§ Input data:
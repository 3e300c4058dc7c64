use serde::{Deserialize, Deserializer, Serialize};

/// Everything cached for one artist: identity plus every song's lyrics.
#[derive(Debug, Clone, PartialEq, Eq, Serialize, Deserialize)]
pub struct ArtistSnapshot {
    pub artist: Artist,
    #[serde(default)]
    pub songs: Vec<SongRecord>,
}

#[derive(Debug, Clone, PartialEq, Eq, Serialize, Deserialize)]
pub struct Artist {
    pub name: String,
    #[serde(default)]
    pub image_url: Option<String>,
}

#[derive(Debug, Clone, PartialEq, Eq, Serialize, Deserialize)]
pub struct SongRecord {
    pub title: String,
    /// Older documents store `null` for songs without lyrics.
    #[serde(default, deserialize_with = "null_as_empty")]
    pub lyrics: String,
}

/// Artist as resolved by the catalog's search.
#[derive(Debug, Clone, PartialEq, Eq)]
pub struct ArtistIdentity {
    pub id: u64,
    pub name: String,
    pub image_url: Option<String>,
}

#[derive(Debug, Clone, PartialEq, Eq)]
pub struct SongSummary {
    pub id: u64,
    pub title: String,
}

/// One page of an artist's song list.
#[derive(Debug, Clone, Default)]
pub struct SongPage {
    pub songs: Vec<SongSummary>,
    pub has_next_page: bool,
}

#[derive(Debug, Clone, PartialEq, Eq)]
pub struct SongDetails {
    pub title: String,
    /// Where the lyrics text can be retrieved from (the song's web page).
    pub lyrics_url: String,
}

impl ArtistSnapshot {
    pub fn new(identity: &ArtistIdentity, songs: Vec<SongRecord>) -> Self {
        Self {
            artist: Artist {
                name: identity.name.clone(),
                image_url: identity.image_url.clone(),
            },
            songs,
        }
    }
}

fn null_as_empty<'de, D>(deserializer: D) -> Result<String, D::Error>
where
    D: Deserializer<'de>,
{
    Ok(Option::<String>::deserialize(deserializer)?.unwrap_or_default())
}
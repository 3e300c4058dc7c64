use crate::catalog::ArtistSnapshot;
use std::fmt;

/// Work done so far in the current phase. `total` is `None` while the song
/// list is still being paged through.
#[derive(Debug, Clone, Copy, PartialEq, Eq)]
pub struct Progress {
    pub completed: usize,
    pub total: Option<usize>,
}

impl Progress {
    pub fn paging(completed: usize) -> Self {
        Self {
            completed,
            total: None,
        }
    }

    pub fn lyrics(completed: usize, total: usize) -> Self {
        Self {
            completed,
            total: Some(total),
        }
    }
}

impl fmt::Display for Progress {
    fn fmt(&self, f: &mut fmt::Formatter<'_>) -> fmt::Result {
        match self.total {
            Some(total) => write!(f, "{}/{} songs", self.completed, total),
            None => write!(f, "{}/?", self.completed),
        }
    }
}

/// Messages from a background fetch to whoever started it.
#[derive(Debug, Clone)]
pub enum FetchEvent {
    Progress(Progress),
    Finished(ArtistSnapshot),
    NotFound { artist: String },
    Failed(String),
}

#[cfg(test)]
mod tests {
    use super::*;

    #[test]
    fn test_progress_display() {
        assert_eq!(Progress::paging(100).to_string(), "100/?");
        assert_eq!(Progress::lyrics(3, 120).to_string(), "3/120 songs");
    }
}
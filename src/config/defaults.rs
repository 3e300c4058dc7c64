use super::{Config, FetchConfig, GeniusConfig, PathsConfig};
use directories::ProjectDirs;
use std::path::PathBuf;

pub const GENIUS_BASE_URL: &str = "https://api.genius.com";
pub const TIMEOUT_SECS: u64 = 60;
pub const PAGE_SIZE: u32 = 50;
pub const PAGE_DELAY_MS: u64 = 500;

pub fn data_dir() -> PathBuf {
    ProjectDirs::from("dev", "lyricscan", "lyricscan")
        .map(|p| p.data_dir().to_path_buf())
        .unwrap_or_else(|| std::env::temp_dir().join("lyricscan"))
}

pub fn defaults() -> Config {
    Config {
        paths: PathsConfig::default(),
        genius: GeniusConfig::default(),
        fetch: FetchConfig::default(),
    }
}
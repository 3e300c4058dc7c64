//! Upstream song catalog.
//!
//! The fetcher only talks to the catalog through [`CatalogApi`], so the
//! Genius client can be swapped for a scripted double in tests.

pub mod genius;
pub mod models;

pub use genius::GeniusClient;
pub use models::ArtistSnapshot;

use async_trait::async_trait;
use models::{ArtistIdentity, SongDetails, SongPage};

#[async_trait]
pub trait CatalogApi: Send + Sync {
    /// Best-effort name resolution. `Ok(None)` means the catalog has no match.
    async fn search_artist(&self, name: &str) -> anyhow::Result<Option<ArtistIdentity>>;

    /// One page of the artist's songs. Pages are 1-based.
    async fn list_songs(&self, artist_id: u64, page: u32, per_page: u32) -> anyhow::Result<SongPage>;

    async fn fetch_song(&self, song_id: u64) -> anyhow::Result<SongDetails>;

    /// Lyrics text behind a [`SongDetails::lyrics_url`]. Empty when the song has none.
    async fn fetch_lyrics(&self, lyrics_url: &str) -> anyhow::Result<String>;
}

§ What is needed: Where a line in the material contains "SongSummary", copy that line.

§ Written answer:
pub struct SongSummary {
    pub songs: Vec<SongSummary>,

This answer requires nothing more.